2.The Appellant’s claim arose from a road traffic accident that occurred on or about 10th December,2020 along Meru-Mitunguu Road involving motorcycle registration number KMDN 253T Captain and motor vehicle registration number KCD 251 B. The Appellant was a pillion passenger aboard the said Motor Cycle while the Respondent was the owner of the said Motor Vehicle.
3.The Appellant blamed the Respondent’s driver for driving the said motor vehicle so carelessly and negligently that it knocked him down and thereby occasioning him multiple injuries.
4.After full trial, the learned magistrate entered judgment for the Appellant against the Respondents in the following terms: -a.Liability 100%b.General Damages Ksh.800,000/=c.Special Damages Ksh.10,000/=d.Costs and Interests.
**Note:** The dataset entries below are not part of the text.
//! # Reference Inlining
//!
//! Synchronous half of resolution. Given every document reachable from the
//! root (already loaded), build a new tree in which each `$ref` object is
//! replaced by a copy of its target.
//!
//! A stack of `(location, pointer)` pairs currently being expanded detects
//! cycles. Shared (DAG) references are simply expanded once per use.

use std::collections::HashMap;
use std::sync::Arc;

use pmc_core::{Mapping, Node};

use crate::error::ResolveError;
use crate::location::Location;

/// A parsed `$ref`: target document plus JSON pointer within it.
#[derive(Debug, Clone, PartialEq, Eq)]
pub struct Reference {
    pub location: Location,
    pub pointer: String,
}

impl Reference {
    /// Parse a raw `$ref` string found in the document at `base`.
    pub fn parse(base: &Location, raw: &str) -> Result<Self, ResolveError> {
        let (file, fragment) = raw.split_once('#').unwrap_or((raw, ""));

        if !fragment.is_empty() && !fragment.starts_with('/') {
            return Err(ResolveError::InvalidReference {
                reference: raw.to_string(),
                location: base.to_string(),
                reason: "fragment must be a JSON pointer starting with '/'".to_string(),
            });
        }

        let location = if file.is_empty() {
            base.clone()
        } else {
            base.join(file).map_err(|e| ResolveError::InvalidReference {
                reference: raw.to_string(),
                location: base.to_string(),
                reason: e.to_string(),
            })?
        };

        Ok(Self {
            location,
            pointer: fragment.to_string(),
        })
    }
}

/// Returns the `$ref` string if `node` is a reference object.
pub fn ref_target(node: &Node) -> Option<&str> {
    node.get("$ref").and_then(Node::as_str)
}

/// Collect the locations of every document referenced from `node`.
pub fn collect_references(
    node: &Node,
    base: &Location,
    out: &mut Vec<Location>,
) -> Result<(), ResolveError> {
    if let Some(raw) = ref_target(node) {
        out.push(Reference::parse(base, raw)?.location);
        return Ok(());
    }
    match node {
        Node::Object(map) => {
            for value in map.values() {
                collect_references(value, base, out)?;
            }
        }
        Node::Array(items) => {
            for item in items {
                collect_references(item, base, out)?;
            }
        }
        _ => {}
    }
    Ok(())
}

/// Expands references against a fixed set of loaded documents.
pub struct Inliner<'a> {
    documents: &'a HashMap<Location, Arc<Node>>,
    stack: Vec<(Location, String)>,
}

impl<'a> Inliner<'a> {
    pub fn new(documents: &'a HashMap<Location, Arc<Node>>) -> Self {
        Self {
            documents,
            stack: Vec::new(),
        }
    }

    /// Produce a reference-free copy of `node`, which lives in `base`.
    pub fn inline(&mut self, node: &Node, base: &Location) -> Result<Node, ResolveError> {
        if let Some(raw) = ref_target(node) {
            return self.follow(raw, base);
        }
        match node {
            Node::Object(map) => {
                let mut out = Mapping::with_capacity(map.len());
                for (key, value) in map {
                    out.insert(key.clone(), self.inline(value, base)?);
                }
                Ok(Node::Object(out))
            }
            Node::Array(items) => items
                .iter()
                .map(|item| self.inline(item, base))
                .collect::<Result<Vec<_>, _>>()
                .map(Node::Array),
            other => Ok(other.clone()),
        }
    }

    fn follow(&mut self, raw: &str, base: &Location) -> Result<Node, ResolveError> {
        let reference = Reference::parse(base, raw)?;
        let key = (reference.location.clone(), reference.pointer.clone());

        if self.stack.contains(&key) {
            return Err(ResolveError::Circular {
                reference: raw.to_string(),
                location: base.to_string(),
            });
        }

        let not_found = || ResolveError::PointerNotFound {
            reference: raw.to_string(),
            location: base.to_string(),
        };
        let documents = self.documents;
        let document = documents.get(&reference.location).ok_or_else(not_found)?;
        let target = document.pointer(&reference.pointer).ok_or_else(not_found)?;

        self.stack.push(key);
        let resolved = self.inline(target, &reference.location);
        self.stack.pop();
        resolved
    }
}
//! # Error Types
//!
//! - [`CollectionError`]: one collection failed. Resolution errors pass
//!   through untouched; schema errors carry the formatted diagnostic text.
//! - [`BatchError`]: a batch failed, either with one error (bail, or a
//!   single input) or with the full index-aligned result list.
//! - [`OutputError`]: a bundle could not be serialized or written.

use pmc_resolve::ResolveError;
use pmc_schema::SchemaValidationError;
use thiserror::Error;

use crate::batch::Slot;

/// Failure of a single collection.
#[derive(Error, Debug)]
pub enum CollectionError {
    /// The collection or one of its references could not be resolved.
    #[error(transparent)]
    Resolve(#[from] ResolveError),

    /// The resolved collection does not conform to the schema.
    #[error(transparent)]
    Schema(#[from] SchemaValidationError),
}

/// Failure of a batch.
#[derive(Error, Debug)]
pub enum BatchError {
    /// A single error ended the batch: either `bail` was set, or the batch
    /// was given one source rather than a list.
    #[error("{error}")]
    Failed {
        /// Position of the failing source in the input.
        index: usize,
        /// The collection's error, unchanged.
        error: CollectionError,
    },

    /// Every source ran and at least one failed. Holds one entry per
    /// input, in input order.
    #[error("{} of {} collections failed", count_failures(.results), .results.len())]
    Partial {
        /// Successes and failures at their original positions.
        results: Vec<Slot>,
    },
}

fn count_failures(results: &[Slot]) -> usize {
    results.iter().filter(|r| r.is_err()).count()
}

impl BatchError {
    /// Number of failed collections this error reports.
    pub fn failure_count(&self) -> usize {
        match self {
            BatchError::Failed { .. } => 1,
            BatchError::Partial { results } => count_failures(results),
        }
    }
}

/// Failure while producing bundle output.
#[derive(Error, Debug)]
pub enum OutputError {
    /// The bundle could not be rendered as JSON or YAML.
    #[error("An error occurred while serializing the results")]
    Serialize {
        #[source]
        source: Box<dyn std::error::Error + Send + Sync>,
    },

    /// The rendered bundle could not be written to disk.
    #[error("unable to write {path}: {source}")]
    Write {
        /// Destination that failed.
        path: String,
        #[source]
        source: std::io::Error,
    },
}
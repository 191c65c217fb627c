//! # Collection Sources
//!
//! A [`CollectionSource`] names where a collection document comes from.
//! Sources are immutable inputs: resolution reads them and builds a fresh
//! [`Node`](crate::Node) tree per invocation.

use std::fmt;
use std::path::{Path, PathBuf};

use serde_json::Value;
use url::Url;

/// One collection input.
#[derive(Debug, Clone, PartialEq)]
pub enum CollectionSource {
    /// A document that is already in memory. Relative `$ref`s inside it
    /// resolve against the current working directory.
    Document(Value),
    /// A JSON or YAML file on the local filesystem.
    Path(PathBuf),
    /// An `http://` or `https://` URL.
    Url(Url),
}

impl CollectionSource {
    /// Short human-readable label used in logs and CLI output.
    pub fn label(&self) -> String {
        match self {
            CollectionSource::Document(_) => "<in-memory document>".to_string(),
            CollectionSource::Path(path) => path.display().to_string(),
            CollectionSource::Url(url) => url.to_string(),
        }
    }

    pub fn as_path(&self) -> Option<&Path> {
        match self {
            CollectionSource::Path(path) => Some(path),
            _ => None,
        }
    }
}

impl fmt::Display for CollectionSource {
    fn fmt(&self, f: &mut fmt::Formatter<'_>) -> fmt::Result {
        f.write_str(&self.label())
    }
}

impl From<&str> for CollectionSource {
    /// `http(s)://` strings become [`CollectionSource::Url`]; everything
    /// else is treated as a filesystem path.
    fn from(s: &str) -> Self {
        match Url::parse(s) {
            Ok(url) if matches!(url.scheme(), "http" | "https") => CollectionSource::Url(url),
            _ => CollectionSource::Path(PathBuf::from(s)),
        }
    }
}

impl From<String> for CollectionSource {
    fn from(s: String) -> Self {
        CollectionSource::from(s.as_str())
    }
}

impl From<PathBuf> for CollectionSource {
    fn from(path: PathBuf) -> Self {
        CollectionSource::Path(path)
    }
}

impl From<&Path> for CollectionSource {
    fn from(path: &Path) -> Self {
        CollectionSource::Path(path.to_path_buf())
    }
}

impl From<Url> for CollectionSource {
    fn from(url: Url) -> Self {
        CollectionSource::Url(url)
    }
}

impl From<Value> for CollectionSource {
    fn from(value: Value) -> Self {
        CollectionSource::Document(value)
    }
}
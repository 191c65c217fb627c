//! # Bundle Subcommand
//!
//! `pmc bundle <files...>` inlines every reference of each matched
//! collection and writes one self-contained document per input.
//!
//! Unless `--no-validate` is given, all inputs are validated first and
//! nothing is written if any of them is invalid. Without `--out` the
//! bundles are printed to stdout as an array, one entry per input.

use std::io::{self, Write};
use std::path::{Path, PathBuf};

use anyhow::Result;
use clap::Args;
use pmc_collection::output::{serialize, write_file};
use pmc_collection::{BatchOutput, Destination, Method, OutputFormat};
use pmc_core::{CollectionSource, Node, ProcessOptions};

use crate::inputs::expand_patterns;
use crate::report::{show_results, StatusLine};
use crate::{Toolchain, EXIT_INVALID, EXIT_NO_FILES, EXIT_OK};

/// Arguments for `pmc bundle`.
#[derive(Args, Debug)]
pub struct BundleArgs {
    /// Collection files or glob patterns.
    #[arg(value_name = "FILES", required = true)]
    pub files: Vec<String>,

    /// Output file (has an extension) or directory. Defaults to stdout.
    #[arg(short, long, value_name = "PATH")]
    pub out: Option<PathBuf>,

    /// Output JSON, indented by N spaces (default 2).
    #[arg(short, long, value_name = "N", num_args = 0..=1, default_missing_value = "2")]
    pub json: Option<usize>,

    /// Output YAML.
    #[arg(
        short,
        long,
        value_name = "N",
        num_args = 0..=1,
        default_missing_value = "2",
        conflicts_with = "json"
    )]
    pub yaml: Option<usize>,

    /// Stop at the first failing collection.
    #[arg(short, long)]
    pub bail: bool,

    /// Write the bundle even if the collection is invalid.
    #[arg(short = 'V', long)]
    pub no_validate: bool,
}

impl BundleArgs {
    pub fn options(&self) -> ProcessOptions {
        ProcessOptions { bail: self.bail }
    }

    pub fn format(&self) -> OutputFormat {
        match self.yaml {
            Some(indent) => OutputFormat::yaml(Some(indent)),
            None => OutputFormat::json(self.json),
        }
    }

    pub fn destination(&self) -> Destination {
        Destination::from_out(self.out.as_deref())
    }
}

/// `✔ input  -->  output` lines for bundled files.
struct BundleStatus<'a> {
    destination: &'a Destination,
    format: OutputFormat,
}

impl BundleStatus<'_> {
    fn target(&self, file: &Path) -> String {
        self.destination
            .path_for(file, self.format)
            .map_or_else(|| "stdout".to_string(), |p| p.display().to_string())
    }
}

impl StatusLine for BundleStatus<'_> {
    fn success(&self, file: &Path) -> String {
        format!("✔ {}  -->  {}", file.display(), self.target(file))
    }

    fn failure(&self, file: &Path) -> String {
        format!("✘ {}  -->  {}", file.display(), self.target(file))
    }
}

/// Execute the bundle subcommand, returning the process exit code.
pub async fn run_bundle(args: &BundleArgs) -> Result<u8> {
    let files = expand_patterns(&args.files)?;
    if files.is_empty() {
        eprintln!("No matching files were found");
        return Ok(EXIT_NO_FILES);
    }

    let toolchain = Toolchain::new()?;
    let options = args.options();
    let format = args.format();
    let destination = args.destination();
    let sources: Vec<CollectionSource> = files.iter().cloned().map(CollectionSource::Path).collect();
    let status = BundleStatus {
        destination: &destination,
        format,
    };

    if !args.no_validate {
        let outcome = toolchain
            .batch()
            .run(Method::Validate, sources.clone(), Some(options))
            .await;
        if outcome.is_err() {
            show_results(&mut io::stdout(), &mut io::stderr(), &files, &outcome, &status)?;
            return Ok(EXIT_INVALID);
        }
    }

    let documents = match toolchain.batch().run(Method::Bundle, sources, Some(options)).await {
        Ok(output) => output.into_vec(),
        Err(error) => {
            show_results(&mut io::stdout(), &mut io::stderr(), &files, &Err(error), &status)?;
            return Ok(EXIT_INVALID);
        }
    };

    if let Err(e) = emit(&mut io::stdout(), &files, &documents, &destination, format) {
        let mut stderr = io::stderr();
        writeln!(stderr, "{e}")?;
        if let Some(source) = std::error::Error::source(&e) {
            writeln!(stderr, "  caused by: {source}")?;
        }
        return Ok(EXIT_INVALID);
    }

    if destination != Destination::Stdout {
        show_results(
            &mut io::stdout(),
            &mut io::stderr(),
            &files,
            &Ok(BatchOutput::Many(documents)),
            &status,
        )?;
    }
    Ok(EXIT_OK)
}

/// Write bundled `documents` (aligned with `files`) to `destination`.
///
/// Stdout always receives an array, even for a single input.
fn emit(
    stdout: &mut impl Write,
    files: &[PathBuf],
    documents: &[Node],
    destination: &Destination,
    format: OutputFormat,
) -> Result<(), pmc_collection::OutputError> {
    if *destination == Destination::Stdout {
        let text = serialize(documents, format)?;
        writeln!(stdout, "{}", text.trim_end()).map_err(|source| pmc_collection::OutputError::Write {
            path: "stdout".to_string(),
            source,
        })?;
        return Ok(());
    }

    for (file, document) in files.iter().zip(documents) {
        if let Some(path) = destination.path_for(file, format) {
            write_file(&path, &serialize(document, format)?)?;
        }
    }
    Ok(())
}
//! # Resolver
//!
//! [`Resolve`] is the boundary between the collection pipeline and whatever
//! loads documents. [`RefResolver`] loads local files with `tokio::fs` and
//! remote documents with `reqwest`, caching every loaded document by
//! [`Location`].
//!
//! ## Cache
//!
//! The cache is shared by every dereference call on the same resolver. It
//! only ever holds parsed source documents; each call builds a fresh output
//! tree, so callers may mutate what they get back. The lock is never held
//! across an `.await`.

use std::collections::HashMap;
use std::path::PathBuf;
use std::sync::Arc;

use async_trait::async_trait;
use parking_lot::Mutex;
use pmc_core::{CollectionSource, Node};

use crate::error::ResolveError;
use crate::inline::{collect_references, Inliner};
use crate::location::Location;

/// Produces fully dereferenced documents.
#[async_trait]
pub trait Resolve: Send + Sync {
    /// Load `source` and inline every reference it transitively contains.
    async fn dereference(&self, source: &CollectionSource) -> Result<Node, ResolveError>;
}

/// Settings for [`RefResolver`].
#[derive(Debug, Clone)]
pub struct ResolverOptions {
    /// Directory that relative references inside in-memory documents
    /// resolve against.
    pub base_dir: PathBuf,
    /// Whether `http(s)` references may be fetched.
    pub allow_remote: bool,
}

impl Default for ResolverOptions {
    fn default() -> Self {
        Self {
            base_dir: PathBuf::from("."),
            allow_remote: true,
        }
    }
}

/// How a loaded document's bytes become a [`Node`].
#[derive(Debug, Clone, Copy, PartialEq, Eq)]
enum ParseMode {
    /// The collection root: must be JSON or YAML whatever its extension.
    Root,
    /// A referenced file: unknown extensions load as binary.
    ByExtension,
}

/// The default [`Resolve`] implementation.
#[derive(Debug)]
pub struct RefResolver {
    options: ResolverOptions,
    client: reqwest::Client,
    cache: Mutex<HashMap<Location, Arc<Node>>>,
}

impl Default for RefResolver {
    fn default() -> Self {
        Self::new(ResolverOptions::default())
    }
}

impl RefResolver {
    pub fn new(options: ResolverOptions) -> Self {
        Self {
            options,
            client: reqwest::Client::new(),
            cache: Mutex::new(HashMap::new()),
        }
    }

    pub fn options(&self) -> &ResolverOptions {
        &self.options
    }

    /// Number of documents currently cached.
    pub fn cached_documents(&self) -> usize {
        self.cache.lock().len()
    }

    /// Drop every cached document so the next call re-reads from source.
    pub fn clear_cache(&self) {
        self.cache.lock().clear();
    }

    async fn load(&self, location: &Location, mode: ParseMode) -> Result<Arc<Node>, ResolveError> {
        let cached = self.cache.lock().get(location).cloned();
        if let Some(hit) = cached {
            return Ok(hit);
        }

        let bytes = self.fetch(location).await?;
        let node = Arc::new(parse(location, bytes, mode)?);
        tracing::debug!(%location, "loaded document");

        self.cache.lock().insert(location.clone(), Arc::clone(&node));
        Ok(node)
    }

    async fn fetch(&self, location: &Location) -> Result<Vec<u8>, ResolveError> {
        match location {
            Location::File(path) => {
                tokio::fs::read(path)
                    .await
                    .map_err(|source| ResolveError::Io {
                        location: location.to_string(),
                        source,
                    })
            }
            Location::Url(url) => {
                if !self.options.allow_remote {
                    return Err(ResolveError::RemoteDisabled {
                        location: location.to_string(),
                    });
                }
                let http_err = |source| ResolveError::Http {
                    location: location.to_string(),
                    source,
                };
                let response = self
                    .client
                    .get(url.clone())
                    .send()
                    .await
                    .and_then(reqwest::Response::error_for_status)
                    .map_err(http_err)?;
                let body = response.bytes().await.map_err(http_err)?;
                Ok(body.to_vec())
            }
            Location::Inline(_) => Err(ResolveError::InvalidReference {
                reference: location.to_string(),
                location: location.to_string(),
                reason: "in-memory documents cannot be loaded by location".to_string(),
            }),
        }
    }

    /// Load every document reachable from `root` through `$ref`s.
    async fn load_graph(
        &self,
        root_location: &Location,
        root: Arc<Node>,
    ) -> Result<HashMap<Location, Arc<Node>>, ResolveError> {
        let mut pending = Vec::new();
        collect_references(&root, root_location, &mut pending)?;

        let mut documents = HashMap::new();
        documents.insert(root_location.clone(), root);

        while let Some(location) = pending.pop() {
            if documents.contains_key(&location) {
                continue;
            }
            let node = self.load(&location, ParseMode::ByExtension).await?;
            collect_references(&node, &location, &mut pending)?;
            documents.insert(location, node);
        }

        Ok(documents)
    }
}

#[async_trait]
impl Resolve for RefResolver {
    async fn dereference(&self, source: &CollectionSource) -> Result<Node, ResolveError> {
        let (root_location, root) = match source {
            CollectionSource::Document(value) => (
                Location::Inline(self.options.base_dir.clone()),
                Arc::new(Node::from(value.clone())),
            ),
            CollectionSource::Path(path) => {
                let location = Location::file(path);
                let root = self.load(&location, ParseMode::Root).await?;
                (location, root)
            }
            CollectionSource::Url(url) => {
                let location = Location::Url(url.clone());
                let root = self.load(&location, ParseMode::Root).await?;
                (location, root)
            }
        };

        let documents = self.load_graph(&root_location, Arc::clone(&root)).await?;
        tracing::debug!(
            source = %source,
            documents = documents.len(),
            "inlining references"
        );
        Inliner::new(&documents).inline(&root, &root_location)
    }
}

fn parse(location: &Location, bytes: Vec<u8>, mode: ParseMode) -> Result<Node, ResolveError> {
    let parse_err = |source| ResolveError::Parse {
        location: location.to_string(),
        source,
    };
    let extension = location.extension();

    match extension.as_deref() {
        Some("json") => Node::from_json_str(&text(bytes)).map_err(parse_err),
        Some("yaml") | Some("yml") => Node::from_yaml_str(&text(bytes)).map_err(parse_err),
        _ if mode == ParseMode::Root => {
            // YAML is a superset of JSON, so this accepts either.
            Node::from_yaml_str(&text(bytes)).map_err(parse_err)
        }
        _ => Ok(Node::Binary(bytes)),
    }
}

fn text(bytes: Vec<u8>) -> String {
    String::from_utf8(bytes)
        .unwrap_or_else(|e| String::from_utf8_lossy(e.as_bytes()).into_owned())
}
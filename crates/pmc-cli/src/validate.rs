//! # Validate Subcommand
//!
//! `pmc validate <files...> [--bail]` resolves and schema-validates every
//! matched collection and reports each one.

use std::io;

use anyhow::Result;
use clap::Args;
use pmc_collection::Method;
use pmc_core::{CollectionSource, ProcessOptions};

use crate::inputs::expand_patterns;
use crate::report::{show_results, ValidationStatus};
use crate::{Toolchain, EXIT_INVALID, EXIT_NO_FILES, EXIT_OK};

/// Arguments for `pmc validate`.
#[derive(Args, Debug)]
pub struct ValidateArgs {
    /// Collection files or glob patterns.
    #[arg(value_name = "FILES", required = true)]
    pub files: Vec<String>,

    /// Stop at the first invalid collection.
    #[arg(short, long)]
    pub bail: bool,
}

impl ValidateArgs {
    pub fn options(&self) -> ProcessOptions {
        ProcessOptions { bail: self.bail }
    }
}

/// Execute the validate subcommand, returning the process exit code.
pub async fn run_validate(args: &ValidateArgs) -> Result<u8> {
    let files = expand_patterns(&args.files)?;
    if files.is_empty() {
        eprintln!("No matching files were found");
        return Ok(EXIT_NO_FILES);
    }

    let toolchain = Toolchain::new()?;
    let sources: Vec<CollectionSource> = files.iter().cloned().map(CollectionSource::Path).collect();
    let outcome = toolchain
        .batch()
        .run(Method::Validate, sources, Some(args.options()))
        .await;

    let summary = show_results(
        &mut io::stdout().lock(),
        &mut io::stderr().lock(),
        &files,
        &outcome,
        &ValidationStatus,
    )?;
    Ok(if summary.is_success() { EXIT_OK } else { EXIT_INVALID })
}

#[cfg(test)]
mod tests {
    use super::*;
    use clap::Parser;

    #[derive(Parser)]
    struct Harness {
        #[command(flatten)]
        args: ValidateArgs,
    }

    #[test]
    fn parses_files_and_bail() {
        let h = Harness::try_parse_from(["pmc", "a.json", "dir/*.yaml", "-b"]).unwrap();
        assert_eq!(h.args.files, ["a.json", "dir/*.yaml"]);
        assert!(h.args.options().bail);
    }

    #[test]
    fn requires_at_least_one_file() {
        assert!(Harness::try_parse_from(["pmc"]).is_err());
        assert!(Harness::try_parse_from(["pmc", "--bail"]).is_err());
    }
}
5.Aggrieved by the aforesaid decision of the trial court, the Appellant lodged this appeal vide the Memorandum of Appeal dated 28th November,2022 raising the following grounds: -a.That the trial Magistrate erred in law and in fact by awarding the Appellant an award that was way below the mark compared to the nature of injuries the Appellant sustained.b.That the trial Magistrate erred in law and in fact by failing to consider the degree of injuries that the Appellant sustained.c.That the trial Magistrate erred in law and in fact by failing to consider the evidence of loss of earnings, the permanent incapacitation and the costs of future medical expenses despite having been pleaded and proved.d.That the trial Magistrate erred in law and in fact by failing to award special damages despite having been pleaded and proved by documentary evidence.e.That the trial court erred in law and in fact by failing to consider the Appellant’s submissions and judicial authorities on quantum thereby arriving at an erroneous figure on quantum.f.That the trial Magistrate erred in law and in fact by failing to consider conventional awards for general damages in cases of similar injuries and awarded general damages for pain and suffering which is very low.g.That the trial Magistrate erred in law and in fact when making his award by failing to consider passage of time and incidence of inflation.
6.The Appellant is thus seeking that the trial court’s Judgement be set aside and this court be pleased to reassess the special and general damages payable to him.
7.The Appeal was canvassed by way of written submissions.
Appellant’s submissions
8.The Appellant submitted that the trial court failed to consider the pleadings and the evidence presented before it thereby arriving at awards that were inordinately low.
9.He thus urged this court to consider the authorities relied on before the trial court and adjudge this matter accordingly.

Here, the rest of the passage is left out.